▶ **RECORDS PROVIDED**

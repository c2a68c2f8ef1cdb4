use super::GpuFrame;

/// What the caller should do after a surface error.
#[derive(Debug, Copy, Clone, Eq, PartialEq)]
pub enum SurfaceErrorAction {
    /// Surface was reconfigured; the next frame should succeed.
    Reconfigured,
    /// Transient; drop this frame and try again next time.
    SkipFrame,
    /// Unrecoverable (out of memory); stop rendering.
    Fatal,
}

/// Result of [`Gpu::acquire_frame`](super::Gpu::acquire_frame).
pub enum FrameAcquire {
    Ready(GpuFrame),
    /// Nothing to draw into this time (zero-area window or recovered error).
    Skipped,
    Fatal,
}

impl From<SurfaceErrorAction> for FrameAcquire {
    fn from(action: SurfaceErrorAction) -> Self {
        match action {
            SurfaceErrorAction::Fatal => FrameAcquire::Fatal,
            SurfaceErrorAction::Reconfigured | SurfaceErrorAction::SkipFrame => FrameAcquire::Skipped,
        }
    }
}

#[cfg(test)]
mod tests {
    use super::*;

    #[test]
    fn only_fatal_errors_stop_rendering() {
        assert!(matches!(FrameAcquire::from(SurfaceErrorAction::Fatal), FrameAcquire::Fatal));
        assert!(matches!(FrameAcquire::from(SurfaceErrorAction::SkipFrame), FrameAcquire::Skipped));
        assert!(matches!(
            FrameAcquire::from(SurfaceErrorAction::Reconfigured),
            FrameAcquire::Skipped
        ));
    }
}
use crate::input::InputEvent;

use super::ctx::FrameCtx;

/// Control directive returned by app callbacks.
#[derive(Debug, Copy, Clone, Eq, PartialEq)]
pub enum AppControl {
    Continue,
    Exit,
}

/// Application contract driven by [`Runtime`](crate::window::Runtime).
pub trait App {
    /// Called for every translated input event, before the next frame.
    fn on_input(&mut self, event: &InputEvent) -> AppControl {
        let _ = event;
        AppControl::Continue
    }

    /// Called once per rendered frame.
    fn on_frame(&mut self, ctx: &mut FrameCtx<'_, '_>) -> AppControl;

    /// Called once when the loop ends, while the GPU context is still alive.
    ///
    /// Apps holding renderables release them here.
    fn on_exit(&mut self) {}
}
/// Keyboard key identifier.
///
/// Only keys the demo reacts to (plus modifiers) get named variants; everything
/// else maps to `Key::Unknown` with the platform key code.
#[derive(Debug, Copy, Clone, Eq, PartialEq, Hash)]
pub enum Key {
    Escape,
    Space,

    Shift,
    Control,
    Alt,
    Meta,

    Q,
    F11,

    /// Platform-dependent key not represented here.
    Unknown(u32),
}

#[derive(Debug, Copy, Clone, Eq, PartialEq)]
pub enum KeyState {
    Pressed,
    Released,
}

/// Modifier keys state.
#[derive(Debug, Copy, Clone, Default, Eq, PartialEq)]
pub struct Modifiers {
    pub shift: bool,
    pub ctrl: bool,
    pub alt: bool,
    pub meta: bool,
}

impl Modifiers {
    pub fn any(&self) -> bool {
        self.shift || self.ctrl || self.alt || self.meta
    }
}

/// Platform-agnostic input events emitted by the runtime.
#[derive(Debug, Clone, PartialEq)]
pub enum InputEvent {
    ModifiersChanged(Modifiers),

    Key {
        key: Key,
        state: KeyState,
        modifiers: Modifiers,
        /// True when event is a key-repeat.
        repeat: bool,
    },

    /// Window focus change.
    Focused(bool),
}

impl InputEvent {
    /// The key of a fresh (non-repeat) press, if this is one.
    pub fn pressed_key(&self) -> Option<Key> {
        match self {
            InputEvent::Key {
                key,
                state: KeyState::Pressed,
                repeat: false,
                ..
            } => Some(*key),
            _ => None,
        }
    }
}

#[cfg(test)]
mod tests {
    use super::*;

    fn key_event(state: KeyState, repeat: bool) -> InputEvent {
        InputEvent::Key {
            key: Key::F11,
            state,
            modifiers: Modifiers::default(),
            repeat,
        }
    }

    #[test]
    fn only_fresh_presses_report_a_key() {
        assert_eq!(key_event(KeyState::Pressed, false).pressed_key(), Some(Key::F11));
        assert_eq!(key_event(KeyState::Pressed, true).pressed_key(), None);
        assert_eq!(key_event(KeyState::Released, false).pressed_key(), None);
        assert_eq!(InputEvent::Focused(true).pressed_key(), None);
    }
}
* * *
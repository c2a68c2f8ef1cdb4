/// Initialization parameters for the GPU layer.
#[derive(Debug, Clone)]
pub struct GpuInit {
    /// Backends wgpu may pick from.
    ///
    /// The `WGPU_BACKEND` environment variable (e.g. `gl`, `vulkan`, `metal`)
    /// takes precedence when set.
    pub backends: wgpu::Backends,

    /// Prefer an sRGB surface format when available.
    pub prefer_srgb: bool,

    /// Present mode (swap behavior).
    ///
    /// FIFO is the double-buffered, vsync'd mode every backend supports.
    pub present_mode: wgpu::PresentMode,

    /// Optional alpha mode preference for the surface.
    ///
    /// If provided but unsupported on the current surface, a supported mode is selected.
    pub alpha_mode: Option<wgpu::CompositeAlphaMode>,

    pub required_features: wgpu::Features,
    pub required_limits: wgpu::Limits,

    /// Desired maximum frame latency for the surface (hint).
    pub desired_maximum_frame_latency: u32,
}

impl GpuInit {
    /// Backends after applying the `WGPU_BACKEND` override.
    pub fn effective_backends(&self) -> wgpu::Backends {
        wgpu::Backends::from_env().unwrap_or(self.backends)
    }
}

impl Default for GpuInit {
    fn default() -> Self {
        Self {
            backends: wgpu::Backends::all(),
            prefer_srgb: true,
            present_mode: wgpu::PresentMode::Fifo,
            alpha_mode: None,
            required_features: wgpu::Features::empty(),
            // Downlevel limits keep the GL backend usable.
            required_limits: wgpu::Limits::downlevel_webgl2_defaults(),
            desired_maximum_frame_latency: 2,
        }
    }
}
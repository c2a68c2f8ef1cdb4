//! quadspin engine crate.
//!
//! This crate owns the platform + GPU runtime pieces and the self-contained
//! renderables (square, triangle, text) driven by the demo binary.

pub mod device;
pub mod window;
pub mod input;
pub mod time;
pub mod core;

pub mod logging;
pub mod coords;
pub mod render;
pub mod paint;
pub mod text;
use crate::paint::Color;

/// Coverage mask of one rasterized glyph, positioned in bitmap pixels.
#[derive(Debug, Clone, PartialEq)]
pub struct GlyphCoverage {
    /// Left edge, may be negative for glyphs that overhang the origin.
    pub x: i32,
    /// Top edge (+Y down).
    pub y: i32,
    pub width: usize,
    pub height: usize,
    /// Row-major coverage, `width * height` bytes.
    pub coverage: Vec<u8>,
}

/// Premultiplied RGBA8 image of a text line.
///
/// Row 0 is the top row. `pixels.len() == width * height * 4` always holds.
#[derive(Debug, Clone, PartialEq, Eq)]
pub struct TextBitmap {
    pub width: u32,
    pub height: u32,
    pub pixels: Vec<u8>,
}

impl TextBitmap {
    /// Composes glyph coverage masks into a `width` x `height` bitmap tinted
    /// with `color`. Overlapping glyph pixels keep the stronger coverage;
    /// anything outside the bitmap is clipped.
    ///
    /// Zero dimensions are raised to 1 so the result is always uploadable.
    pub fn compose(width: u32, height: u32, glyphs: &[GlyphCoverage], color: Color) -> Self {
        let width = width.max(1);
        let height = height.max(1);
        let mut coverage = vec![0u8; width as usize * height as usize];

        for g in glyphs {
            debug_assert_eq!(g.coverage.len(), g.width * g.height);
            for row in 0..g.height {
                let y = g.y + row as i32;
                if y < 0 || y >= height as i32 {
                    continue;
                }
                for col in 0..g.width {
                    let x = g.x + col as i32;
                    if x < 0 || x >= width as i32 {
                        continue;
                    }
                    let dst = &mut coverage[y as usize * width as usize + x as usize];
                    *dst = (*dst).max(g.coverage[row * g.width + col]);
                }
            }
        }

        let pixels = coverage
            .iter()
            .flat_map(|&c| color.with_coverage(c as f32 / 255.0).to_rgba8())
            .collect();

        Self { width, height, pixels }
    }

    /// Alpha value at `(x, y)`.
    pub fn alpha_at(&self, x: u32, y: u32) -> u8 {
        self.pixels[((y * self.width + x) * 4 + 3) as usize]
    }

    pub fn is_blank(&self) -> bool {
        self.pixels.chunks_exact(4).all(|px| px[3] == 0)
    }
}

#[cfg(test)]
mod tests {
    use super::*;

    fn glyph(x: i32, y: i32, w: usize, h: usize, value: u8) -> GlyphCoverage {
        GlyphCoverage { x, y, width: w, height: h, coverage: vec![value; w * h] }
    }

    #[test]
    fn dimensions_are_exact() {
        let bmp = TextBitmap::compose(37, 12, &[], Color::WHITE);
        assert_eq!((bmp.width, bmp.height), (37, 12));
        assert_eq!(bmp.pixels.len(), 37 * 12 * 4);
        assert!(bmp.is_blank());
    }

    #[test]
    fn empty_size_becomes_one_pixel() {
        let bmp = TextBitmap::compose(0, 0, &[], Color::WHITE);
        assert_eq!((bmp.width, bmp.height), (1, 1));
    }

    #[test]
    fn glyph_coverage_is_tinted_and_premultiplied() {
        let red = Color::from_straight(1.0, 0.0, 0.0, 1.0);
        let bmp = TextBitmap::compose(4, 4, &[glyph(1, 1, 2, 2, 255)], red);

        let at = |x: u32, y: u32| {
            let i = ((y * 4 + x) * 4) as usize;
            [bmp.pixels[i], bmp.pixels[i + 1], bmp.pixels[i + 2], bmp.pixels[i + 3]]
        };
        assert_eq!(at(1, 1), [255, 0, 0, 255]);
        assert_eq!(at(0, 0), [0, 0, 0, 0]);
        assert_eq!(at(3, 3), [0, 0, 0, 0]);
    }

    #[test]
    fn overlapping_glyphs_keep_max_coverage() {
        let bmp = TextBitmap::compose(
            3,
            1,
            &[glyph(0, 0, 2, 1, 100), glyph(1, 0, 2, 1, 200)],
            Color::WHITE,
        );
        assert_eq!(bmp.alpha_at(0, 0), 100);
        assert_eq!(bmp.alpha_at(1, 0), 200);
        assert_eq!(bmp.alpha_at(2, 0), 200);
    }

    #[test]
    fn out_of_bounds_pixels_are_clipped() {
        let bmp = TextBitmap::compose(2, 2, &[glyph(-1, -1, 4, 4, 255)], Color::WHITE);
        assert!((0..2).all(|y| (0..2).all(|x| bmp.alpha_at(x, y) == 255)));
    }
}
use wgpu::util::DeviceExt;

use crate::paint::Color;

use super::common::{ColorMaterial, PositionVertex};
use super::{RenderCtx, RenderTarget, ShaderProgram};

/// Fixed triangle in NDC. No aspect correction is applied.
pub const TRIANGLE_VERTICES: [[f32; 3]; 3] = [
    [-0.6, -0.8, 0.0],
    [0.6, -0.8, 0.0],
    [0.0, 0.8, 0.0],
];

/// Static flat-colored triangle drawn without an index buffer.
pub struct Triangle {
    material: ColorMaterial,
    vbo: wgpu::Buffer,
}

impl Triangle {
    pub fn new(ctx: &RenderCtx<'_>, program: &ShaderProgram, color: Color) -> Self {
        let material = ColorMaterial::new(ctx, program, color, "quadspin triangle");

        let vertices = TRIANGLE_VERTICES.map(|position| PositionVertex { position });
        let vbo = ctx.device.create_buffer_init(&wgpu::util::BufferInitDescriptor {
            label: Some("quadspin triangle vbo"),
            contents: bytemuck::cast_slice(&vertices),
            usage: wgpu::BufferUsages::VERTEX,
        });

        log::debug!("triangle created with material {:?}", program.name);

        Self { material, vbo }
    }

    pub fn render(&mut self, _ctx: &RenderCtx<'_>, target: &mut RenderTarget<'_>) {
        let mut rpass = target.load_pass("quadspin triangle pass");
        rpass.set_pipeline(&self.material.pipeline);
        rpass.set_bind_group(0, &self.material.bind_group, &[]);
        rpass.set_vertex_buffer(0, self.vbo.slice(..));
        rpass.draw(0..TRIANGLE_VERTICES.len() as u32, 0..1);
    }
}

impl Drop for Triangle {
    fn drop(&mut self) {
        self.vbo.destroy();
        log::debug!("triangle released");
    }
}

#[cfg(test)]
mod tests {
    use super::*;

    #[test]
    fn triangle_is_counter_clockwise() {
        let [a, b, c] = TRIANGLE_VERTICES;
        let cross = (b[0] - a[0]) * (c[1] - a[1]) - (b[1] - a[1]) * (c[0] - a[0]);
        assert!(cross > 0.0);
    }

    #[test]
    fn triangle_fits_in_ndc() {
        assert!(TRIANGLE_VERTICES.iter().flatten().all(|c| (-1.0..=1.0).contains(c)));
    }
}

▶ **TASK TO COMPLETE**
With the line that has "an index buffer." as the first and the line that has "self.vbo.destroy();" as the last, repeat exactly that run of lines above and no more.

▶ **YOUR SOLUTION**
/// Static flat-colored triangle drawn without an index buffer.
pub struct Triangle {
    material: ColorMaterial,
    vbo: wgpu::Buffer,
}

impl Triangle {
    pub fn new(ctx: &RenderCtx<'_>, program: &ShaderProgram, color: Color) -> Self {
        let material = ColorMaterial::new(ctx, program, color, "quadspin triangle");

        let vertices = TRIANGLE_VERTICES.map(|position| PositionVertex { position });
        let vbo = ctx.device.create_buffer_init(&wgpu::util::BufferInitDescriptor {
            label: Some("quadspin triangle vbo"),
            contents: bytemuck::cast_slice(&vertices),
            usage: wgpu::BufferUsages::VERTEX,
        });

        log::debug!("triangle created with material {:?}", program.name);

        Self { material, vbo }
    }

    pub fn render(&mut self, _ctx: &RenderCtx<'_>, target: &mut RenderTarget<'_>) {
        let mut rpass = target.load_pass("quadspin triangle pass");
        rpass.set_pipeline(&self.material.pipeline);
        rpass.set_bind_group(0, &self.material.bind_group, &[]);
        rpass.set_vertex_buffer(0, self.vbo.slice(..));
        rpass.draw(0..TRIANGLE_VERTICES.len() as u32, 0..1);
    }
}

impl Drop for Triangle {
    fn drop(&mut self) {
        self.vbo.destroy();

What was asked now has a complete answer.